# [GOAL OF THE EXERCISE]
When a line of the entries contains the word "first", report that line.

....

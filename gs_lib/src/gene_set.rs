//! Turning MAGMA gene-level results into scDRS gene-set (.gs) files.

use anyhow::{bail, ensure, Context, Result};
use gs_types::constants::{GENE_SEPARATOR, GENE_SET_HEADER};
use gs_types::csv_parser::{ColumnRef, Delimiter, Field, FieldKind, TableReader, TableSchema};
use itertools::Itertools;
use log::{debug, info};
use std::collections::HashMap;
use std::fs::File;
use std::io::{BufWriter, Write};
use std::path::Path;

const GENE_ID: &str = "gene_id";
const GENE_NAME: &str = "gene_name";
const GENE: &str = "gene";
const PVAL: &str = "pval";
const TRAIT: &str = "trait";

/// How to read a gene ID to gene name table.
#[derive(Debug, Clone, PartialEq, Eq)]
pub struct GeneNameMapColumns {
    pub header: bool,
    /// Detected from the first line when None.
    pub delimiter: Option<Delimiter>,
    pub id_column: ColumnRef,
    pub name_column: ColumnRef,
}

impl Default for GeneNameMapColumns {
    fn default() -> Self {
        GeneNameMapColumns {
            header: false,
            delimiter: None,
            id_column: ColumnRef::Index(0),
            name_column: ColumnRef::Index(1),
        }
    }
}

/// Read a table mapping the gene IDs used for annotation (e.g. Entrez IDs)
/// to the gene names used in the single-cell data.
pub fn load_gene_name_map(
    path: &Path,
    columns: &GeneNameMapColumns,
) -> Result<HashMap<String, String>> {
    let schema = TableSchema::new(
        "gene name map",
        vec![
            Field::required(GENE_ID, FieldKind::Text).column(Some(columns.id_column.clone())),
            Field::required(GENE_NAME, FieldKind::Text).column(Some(columns.name_column.clone())),
        ],
    );
    let reader = TableReader::open(path, columns.delimiter, columns.header)?;
    let cols = reader.resolve(&schema)?;

    let mut map = HashMap::new();
    for record in reader {
        let record = record?;
        let (Some(id), Some(name)) = (cols.text(&record, GENE_ID)?, cols.text(&record, GENE_NAME)?)
        else {
            continue;
        };
        if let Some(previous) = map.insert(id.to_string(), name.to_string()) {
            debug!("gene {id} mapped to {previous} and {name}; keeping {name}");
        }
    }
    info!("Loaded {} gene names from {}", map.len(), path.display());
    Ok(map)
}

/// How to read a MAGMA `.genes.out` file.
#[derive(Debug, Clone, PartialEq, Eq)]
pub struct GeneSetColumns {
    pub header: bool,
    pub delimiter: Option<Delimiter>,
    pub gene: ColumnRef,
    pub pval: ColumnRef,
}

impl Default for GeneSetColumns {
    fn default() -> Self {
        GeneSetColumns {
            header: true,
            delimiter: Some(Delimiter::Whitespace),
            gene: ColumnRef::Name("GENE".to_string()),
            pval: ColumnRef::Name("P".to_string()),
        }
    }
}

/// The genes most strongly associated with one trait, most significant first.
#[derive(Debug, Clone, PartialEq, Eq)]
pub struct TraitGeneSet {
    pub trait_name: String,
    pub genes: Vec<String>,
}

/// Select the `top_n` genes with the smallest p-values from a MAGMA
/// `.genes.out` file. Genes with equal p-values keep their file order.
/// IDs without an entry in `name_map` are kept as they are.
pub fn munge_magma(
    genes_out: &Path,
    trait_name: &str,
    top_n: usize,
    columns: &GeneSetColumns,
    name_map: Option<&HashMap<String, String>>,
) -> Result<TraitGeneSet> {
    let schema = TableSchema::new(
        "MAGMA gene analysis",
        vec![
            Field::required(GENE, FieldKind::Text).column(Some(columns.gene.clone())),
            Field::required(PVAL, FieldKind::Float).column(Some(columns.pval.clone())),
        ],
    );
    let reader = TableReader::open(genes_out, columns.delimiter, columns.header)?;
    let cols = reader.resolve(&schema)?;

    let mut genes: Vec<(f64, String)> = Vec::new();
    for record in reader {
        let record = record?;
        let missing = |field: &str| {
            format!("{}: line {} has no {field}", genes_out.display(), record.line)
        };
        let gene = cols.text(&record, GENE)?.with_context(|| missing("gene"))?;
        let p = cols.float(&record, PVAL)?.with_context(|| missing("p-value"))?;
        genes.push((p, gene.to_string()));
    }
    let total = genes.len();
    genes.sort_by(|a, b| a.0.total_cmp(&b.0));
    genes.truncate(top_n);

    let mut unmapped = 0;
    let genes = genes
        .into_iter()
        .map(|(_, gene)| match name_map.and_then(|m| m.get(&gene)) {
            Some(name) => name.clone(),
            None => {
                unmapped += usize::from(name_map.is_some());
                gene
            }
        })
        .collect::<Vec<_>>();
    if unmapped > 0 {
        info!(
            "{unmapped} of the selected genes for {trait_name} have no entry in the gene name map"
        );
    }
    info!(
        "Selected {} of {total} genes for trait {trait_name}",
        genes.len()
    );
    Ok(TraitGeneSet {
        trait_name: trait_name.to_string(),
        genes,
    })
}

/// Write gene sets in the scDRS `.gs` format: a `TRAIT GENESET` header and
/// one tab-separated row per trait with comma-separated genes.
pub fn write_gene_sets(path: &Path, sets: &[TraitGeneSet]) -> Result<()> {
    ensure!(!sets.is_empty(), "no gene sets to write to {}", path.display());
    if let Some(dup) = sets.iter().map(|s| &s.trait_name).duplicates().next() {
        bail!("trait '{dup}' appears more than once");
    }
    let mut out = BufWriter::new(File::create(path).with_context(|| path.display().to_string())?);
    writeln!(out, "{}", GENE_SET_HEADER.join("\t"))?;
    for set in sets {
        ensure!(
            !set.trait_name.is_empty() && !set.trait_name.contains(['\t', '\n']),
            "invalid trait name '{}'",
            set.trait_name
        );
        writeln!(
            out,
            "{}\t{}",
            set.trait_name,
            set.genes.iter().join(&GENE_SEPARATOR.to_string())
        )?;
    }
    out.flush()?;
    Ok(())
}

/// Trait names listed in a `.gs` file, in file order.
pub fn read_gene_set_traits(path: &Path) -> Result<Vec<String>> {
    let schema = TableSchema::new(
        "gene set",
        vec![Field::required(TRAIT, FieldKind::Text).pattern(&format!("^{}$", GENE_SET_HEADER[0]))],
    );
    let reader = TableReader::open(path, Some(Delimiter::Tab), true)?;
    let cols = reader.resolve(&schema)?;
    let mut traits = Vec::new();
    for record in reader {
        let record = record?;
        if let Some(t) = cols.text(&record, TRAIT)? {
            traits.push(t.to_string());
        }
    }
    Ok(traits)
}
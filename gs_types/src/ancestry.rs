//! 1000 Genomes super-populations that can be merged into a custom reference panel.

use regex::Regex;
use std::path::Path;
use std::sync::OnceLock;
use strum_macros::{Display, EnumIter, EnumString};

#[derive(Copy, Clone, Debug, Eq, Hash, PartialEq, Ord, PartialOrd, Display, EnumIter, EnumString)]
#[strum(ascii_case_insensitive)]
pub enum Ancestry {
    #[strum(to_string = "afr", serialize = "african")]
    African,
    #[strum(to_string = "amr", serialize = "american")]
    American,
    #[strum(to_string = "eas", serialize = "east_asian")]
    EastAsian,
    #[strum(to_string = "eur", serialize = "european")]
    European,
    #[strum(to_string = "sas", serialize = "south_asian")]
    SouthAsian,
}

/// An ancestry code must be delimited on both sides by a non-letter, so that
/// e.g. `g1000_eur.bed` matches but `europe.bed` does not.
fn ancestry_pattern() -> &'static Regex {
    static PATTERN: OnceLock<Regex> = OnceLock::new();
    PATTERN.get_or_init(|| {
        Regex::new(r"(?i)(?:^|[^A-Za-z])(afr|amr|eas|eur|sas)(?:[^A-Za-z]|$)").unwrap()
    })
}

impl Ancestry {
    /// The lower-case 1000 Genomes code, e.g. `eur`.
    pub fn code(self) -> &'static str {
        match self {
            Ancestry::African => "afr",
            Ancestry::American => "amr",
            Ancestry::EastAsian => "eas",
            Ancestry::European => "eur",
            Ancestry::SouthAsian => "sas",
        }
    }

    /// Find the first ancestry code embedded in `text`.
    pub fn find_in(text: &str) -> Option<Ancestry> {
        let caps = ancestry_pattern().captures(text)?;
        caps.get(1)?.as_str().parse().ok()
    }

    /// Infer the ancestry of a genotype file from its name, falling back to
    /// the directories that contain it.
    pub fn from_path(path: &Path) -> Option<Ancestry> {
        path.file_name()
            .and_then(|name| Ancestry::find_in(&name.to_string_lossy()))
            .or_else(|| {
                path.parent()
                    .and_then(|parent| Ancestry::find_in(&parent.to_string_lossy()))
            })
    }
}

#[cfg(test)]
mod tests {
    use super::*;
    use std::path::PathBuf;
    use strum::IntoEnumIterator;

    #[test]
    fn test_parse_labels_and_codes() {
        assert_eq!("EUROPEAN".parse::<Ancestry>().unwrap(), Ancestry::European);
        assert_eq!("EAST_ASIAN".parse::<Ancestry>().unwrap(), Ancestry::EastAsian);
        assert_eq!("sas".parse::<Ancestry>().unwrap(), Ancestry::SouthAsian);
        assert_eq!("AMR".parse::<Ancestry>().unwrap(), Ancestry::American);
        assert!("martian".parse::<Ancestry>().is_err());
        for ancestry in Ancestry::iter() {
            assert_eq!(ancestry.to_string(), ancestry.code());
            assert_eq!(ancestry.code().parse::<Ancestry>().unwrap(), ancestry);
        }
    }

    #[test]
    fn test_find_in_requires_delimiters() {
        assert_eq!(Ancestry::find_in("g1000_eur.bed"), Some(Ancestry::European));
        assert_eq!(Ancestry::find_in("EAS.bim"), Some(Ancestry::EastAsian));
        assert_eq!(Ancestry::find_in("eur_cm_filled.fam"), Some(Ancestry::European));
        assert_eq!(Ancestry::find_in("europe.bed"), None);
        assert_eq!(Ancestry::find_in("seasonal.bed"), None);
    }

    #[test]
    fn test_from_path_prefers_file_name() {
        let path = PathBuf::from("/ref/eur/g1000_afr.bed");
        assert_eq!(Ancestry::from_path(&path), Some(Ancestry::African));
        let path = PathBuf::from("/ref/eur/panel.bed");
        assert_eq!(Ancestry::from_path(&path), Some(Ancestry::European));
        let path = PathBuf::from("/ref/panel.bed");
        assert_eq!(Ancestry::from_path(&path), None);
    }
}
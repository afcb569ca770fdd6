//! Tunable pipeline parameters, read from a TOML file with built-in defaults.

use anyhow::{ensure, Context, Result};
use log::{info, warn};
use serde::Deserialize;
use std::path::{Path, PathBuf};

/// Name of the parameters file looked up next to the running executable.
pub const PARAMETERS_FILE: &str = "parameters.toml";

#[derive(Debug, Deserialize, Clone, PartialEq)]
#[serde(default, deny_unknown_fields)]
pub struct Tools {
    /// PLINK 1.9 executable.
    pub plink: String,
    pub magma: String,
    pub scdrs: String,
}

impl Default for Tools {
    fn default() -> Self {
        Tools {
            plink: "plink".to_string(),
            magma: "magma".to_string(),
            scdrs: "scdrs".to_string(),
        }
    }
}

/// Window in kilobases around each gene within which variants are assigned to it.
/// Omitting both sides means MAGMA's default of no window.
#[derive(Debug, Deserialize, Clone, PartialEq, Eq)]
#[serde(default, deny_unknown_fields)]
pub struct Annotation {
    pub window_up_kb: Option<u32>,
    pub window_down_kb: Option<u32>,
}

impl Default for Annotation {
    fn default() -> Self {
        Annotation {
            window_up_kb: Some(35),
            window_down_kb: Some(10),
        }
    }
}

impl Annotation {
    /// The `(upstream, downstream)` window, if both sides are set.
    pub fn window(&self) -> Option<(u32, u32)> {
        self.window_up_kb.zip(self.window_down_kb)
    }
}

#[derive(Debug, Deserialize, Clone, PartialEq, Eq)]
#[serde(default, deny_unknown_fields)]
pub struct GeneSet {
    /// Number of most significant genes kept per trait.
    pub top_n: usize,
}

impl Default for GeneSet {
    fn default() -> Self {
        GeneSet { top_n: 1000 }
    }
}

#[derive(Debug, Deserialize, Clone, PartialEq, Eq)]
#[serde(default, deny_unknown_fields)]
pub struct Scoring {
    /// Number of Monte Carlo control gene sets.
    pub n_ctrl: usize,
    pub h5ad_species: String,
    pub gs_species: String,
    pub flag_filter_data: bool,
    pub flag_raw_count: bool,
}

impl Default for Scoring {
    fn default() -> Self {
        Scoring {
            n_ctrl: 1000,
            h5ad_species: "human".to_string(),
            gs_species: "human".to_string(),
            flag_filter_data: true,
            flag_raw_count: true,
        }
    }
}

#[derive(Debug, Deserialize, Clone, PartialEq)]
#[serde(default, deny_unknown_fields)]
pub struct Labeling {
    /// Percentage of cells labelled as the high-scoring subpopulation.
    pub split_pct: f64,
}

impl Default for Labeling {
    fn default() -> Self {
        Labeling { split_pct: 10.0 }
    }
}

#[derive(Debug, Deserialize, Clone, Default, PartialEq)]
#[serde(default, deny_unknown_fields)]
pub struct Parameters {
    pub tools: Tools,
    pub annotation: Annotation,
    pub gene_set: GeneSet,
    pub scoring: Scoring,
    pub labeling: Labeling,
}

impl Parameters {
    /// Load parameters from `path` if given. Otherwise use `parameters.toml`
    /// next to the running executable, falling back to the built-in defaults
    /// when there is none.
    pub fn load(path: Option<&Path>) -> Result<Parameters> {
        let params = match path {
            Some(path) => Parameters::read(path)?,
            None => {
                let path = default_path()?;
                if path.exists() {
                    Parameters::read(&path)?
                } else {
                    warn!(
                        "could not find {PARAMETERS_FILE} at {}, falling back to defaults",
                        path.display()
                    );
                    Parameters::default()
                }
            }
        };
        params.validate()?;
        Ok(params)
    }

    fn read(path: &Path) -> Result<Parameters> {
        let s = std::fs::read_to_string(path).with_context(|| path.display().to_string())?;
        let params: Parameters = toml::from_str(&s).with_context(|| path.display().to_string())?;
        if params != Parameters::default() {
            info!("using parameters from {}: {params:?}", path.display());
        }
        Ok(params)
    }

    pub fn validate(&self) -> Result<()> {
        ensure!(self.gene_set.top_n > 0, "gene_set.top_n must be at least 1");
        ensure!(self.scoring.n_ctrl > 0, "scoring.n_ctrl must be at least 1");
        ensure!(
            self.labeling.split_pct > 0.0 && self.labeling.split_pct <= 100.0,
            "labeling.split_pct must be in (0, 100], got {}",
            self.labeling.split_pct
        );
        ensure!(
            self.annotation.window_up_kb.is_some() == self.annotation.window_down_kb.is_some(),
            "annotation.window_up_kb and annotation.window_down_kb must be set together"
        );
        Ok(())
    }
}

fn default_path() -> Result<PathBuf> {
    Ok(std::env::current_exe()
        .context("Unable to locate the running executable")?
        .with_file_name(PARAMETERS_FILE))
}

....

# [REPLY]
    /// Detected from the first line when None.
/// The genes most strongly associated with one trait, most significant first.
    /// Find the first ancestry code embedded in `text`.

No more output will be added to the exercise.